Students interview an elderly villager.
Students interview an elderly villager.

Dong Wu Xing Primary School is one of our partner schools. Located in Shanxi Province about 10 kilometers from the nearest city, it has about 130 students who come from three surrounding villages. The school buildings are among the most dilapidated in the county. There is no playing field. Originally, this school was slated for closure. However, partly because it is located in a village that played a critical role in the anti-Japanese war in the 1940s, the efforts of its well-respected village head and principal were successful in keeping it open. We began to collaborate with this school in July and are currently developing curriculum there for our flagship subjects: Reading and Integrated Practice Class.

This semester the topic of our Integrated Practice Class is to study the history of this old revolutionary village and help the children to better understand the place where they live. We found that many children don't know about what happened in this area during the war and only have a few guesses or assumptions about this period that shaped their hometowns. Our hope is that through interviews, readings, a visit to a museum, and other activities, they will increase their understanding of this very important part of the history of their community.

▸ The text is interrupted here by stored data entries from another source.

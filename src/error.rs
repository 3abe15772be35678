//! Error types used by the coflow primitives.
//!
//! This module defines one error enum per component:
//!
//! - [`DriveError`] — errors raised by driving a suspendable task from the outside.
//! - [`TaskError`] — errors raised by (or injected into) a task body.
//! - [`BusError`] — errors raised by event emission on the bus.
//! - [`ChannelError`] — errors raised by channel writes and pipes.
//!
//! All types provide helper methods (`as_label`, `as_message`) for logging/metrics.

use thiserror::Error;

/// # Errors produced by driving a task.
///
/// These represent misuse of the driver handle itself, such as resuming a
/// task that has already completed, not failures of the task body.
#[non_exhaustive]
#[derive(Error, Debug)]
pub enum DriveError {
    /// The requested operation is not valid in the task's current state.
    #[error("invalid operation for task state '{state}'")]
    InvalidState {
        /// Stable label of the state the task was in (see `TaskState::as_label`).
        state: &'static str,
    },
}

impl DriveError {
    /// Returns a short stable label (snake_case) for use in logs/metrics.
    ///
    /// # Example
    /// ```
    /// use coflow::DriveError;
    ///
    /// let err = DriveError::InvalidState { state: "completed" };
    /// assert_eq!(err.as_label(), "drive_invalid_state");
    /// ```
    pub fn as_label(&self) -> &'static str {
        match self {
            DriveError::InvalidState { .. } => "drive_invalid_state",
        }
    }

    /// Returns a human-readable message with details about the error.
    pub fn as_message(&self) -> String {
        match self {
            DriveError::InvalidState { state } => {
                format!("operation rejected: task is '{state}'")
            }
        }
    }
}

/// # Errors produced by (or injected into) a task body.
///
/// A `TaskError` that propagates out of the body becomes the task's terminal
/// `Failed` result. It never escalates to a process-wide fault; the driver
/// decides whether `Failed` is fatal.
#[non_exhaustive]
#[derive(Error, Debug, Clone, PartialEq, Eq)]
pub enum TaskError {
    /// Task execution failed, or the driver injected this error at a suspension point.
    #[error("execution failed: {error}")]
    Fail {
        /// The underlying error message.
        error: String,
    },

    /// Task was cancelled via its cancellation token at a suspension point.
    #[error("cancelled at suspension point")]
    Canceled,

    /// Task body panicked; the panic was caught at the spawn boundary.
    #[error("task panicked: {reason}")]
    Panicked {
        /// Rendered panic/join information.
        reason: String,
    },
}

impl TaskError {
    /// Shorthand for [`TaskError::Fail`] with the given message.
    ///
    /// # Example
    /// ```
    /// use coflow::TaskError;
    ///
    /// let err = TaskError::fail("boom");
    /// assert_eq!(err.as_label(), "task_failed");
    /// ```
    pub fn fail(error: impl Into<String>) -> Self {
        TaskError::Fail {
            error: error.into(),
        }
    }

    /// Returns a short stable label (snake_case) for use in logs/metrics.
    pub fn as_label(&self) -> &'static str {
        match self {
            TaskError::Fail { .. } => "task_failed",
            TaskError::Canceled => "task_canceled",
            TaskError::Panicked { .. } => "task_panicked",
        }
    }

    /// Returns a human-readable message with details about the error.
    pub fn as_message(&self) -> String {
        match self {
            TaskError::Fail { error } => format!("error: {error}"),
            TaskError::Canceled => "cancelled".to_string(),
            TaskError::Panicked { reason } => format!("panic: {reason}"),
        }
    }
}

/// # Errors produced by event emission.
///
/// Emission is fully synchronous, so both variants surface directly to the
/// `emit` caller.
#[non_exhaustive]
#[derive(Error, Debug)]
pub enum BusError {
    /// The reserved `"error"` event was emitted with zero registered listeners.
    ///
    /// Every other event name is a silent no-op when unlistened; `"error"`
    /// alone escalates, so faults cannot vanish unobserved.
    #[error("unhandled 'error' event: {detail}")]
    UnhandledError {
        /// Rendered payload of the unhandled emission.
        detail: String,
    },

    /// A listener returned an error during emission.
    ///
    /// Remaining listeners in the same emission are skipped (see
    /// [`EventBus::emit`](crate::EventBus::emit)).
    #[error("listener failed on '{event}': {error}")]
    ListenerFailed {
        /// Name of the event being emitted.
        event: String,
        /// The error returned by the listener.
        error: String,
    },
}

impl BusError {
    /// Returns a short stable label (snake_case) for use in logs/metrics.
    ///
    /// # Example
    /// ```
    /// use coflow::BusError;
    ///
    /// let err = BusError::UnhandledError { detail: "42".into() };
    /// assert_eq!(err.as_label(), "bus_unhandled_error");
    /// ```
    pub fn as_label(&self) -> &'static str {
        match self {
            BusError::UnhandledError { .. } => "bus_unhandled_error",
            BusError::ListenerFailed { .. } => "bus_listener_failed",
        }
    }

    /// Returns a human-readable message with details about the error.
    pub fn as_message(&self) -> String {
        match self {
            BusError::UnhandledError { detail } => format!("unhandled error event: {detail}"),
            BusError::ListenerFailed { event, error } => {
                format!("listener on '{event}' failed: {error}")
            }
        }
    }
}

/// # Errors produced by channel writes and pipes.
///
/// Pipe errors surface to the `pipe_to` caller without corrupting the state
/// of either channel.
#[non_exhaustive]
#[derive(Error, Debug, Clone, PartialEq, Eq)]
pub enum ChannelError {
    /// Write attempted after `close()`.
    #[error("channel is closed")]
    Closed,

    /// Write attempted while the channel was blocked and the channel is
    /// configured with [`OverflowPolicy::Reject`](crate::OverflowPolicy::Reject).
    #[error("write while blocked; wait for the drained signal")]
    BackpressureViolation,
}

impl ChannelError {
    /// Returns a short stable label (snake_case) for use in logs/metrics.
    ///
    /// # Example
    /// ```
    /// use coflow::ChannelError;
    ///
    /// assert_eq!(ChannelError::Closed.as_label(), "channel_closed");
    /// ```
    pub fn as_label(&self) -> &'static str {
        match self {
            ChannelError::Closed => "channel_closed",
            ChannelError::BackpressureViolation => "channel_backpressure_violation",
        }
    }

    /// Returns a human-readable message with details about the error.
    pub fn as_message(&self) -> String {
        match self {
            ChannelError::Closed => "write rejected: channel closed".to_string(),
            ChannelError::BackpressureViolation => {
                "write rejected: channel blocked (strict overflow policy)".to_string()
            }
        }
    }
}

Listening to Stories from the Elders

After watching a movie about the Japanese invasion of China and the war that had such an impact on their own village, students engaged in vigorous discussion about the incidents and characters in the movie. They said they wanted to know more information. Some children said their grandpa or grandma had told them that Japanese soldiers used to occupy their village. Everyone was very curious about what life was like then. After a few classes of preparation, the students interviewed a 86-year-old man from the village where Dong Wu Xing School is located.

Only fifteen years old when the Japanese invaded their village, the elderly grandfather sat in our classroom and answered the children's questions with bits and pieces of his memory. He talked about how his family fled, about the destruction of the village, the pain, the suffering. After the interview was over, he spontaneously recited an old rhyme which encompassed wartime history from 1937-1945.

Putting it into their own words

After the interview, with the guidance of the teachers, the students organized and summarized their notes. They used their own words to tell their friends and family what they had heard and practiced writing an interview report.

Making a Personal Plan

The next step will be to discuss with students what they already know about their village's revolutionary history and what they still want to find out. How will they gather information? Where can they get help? We will help them to make their own plan for the next activity.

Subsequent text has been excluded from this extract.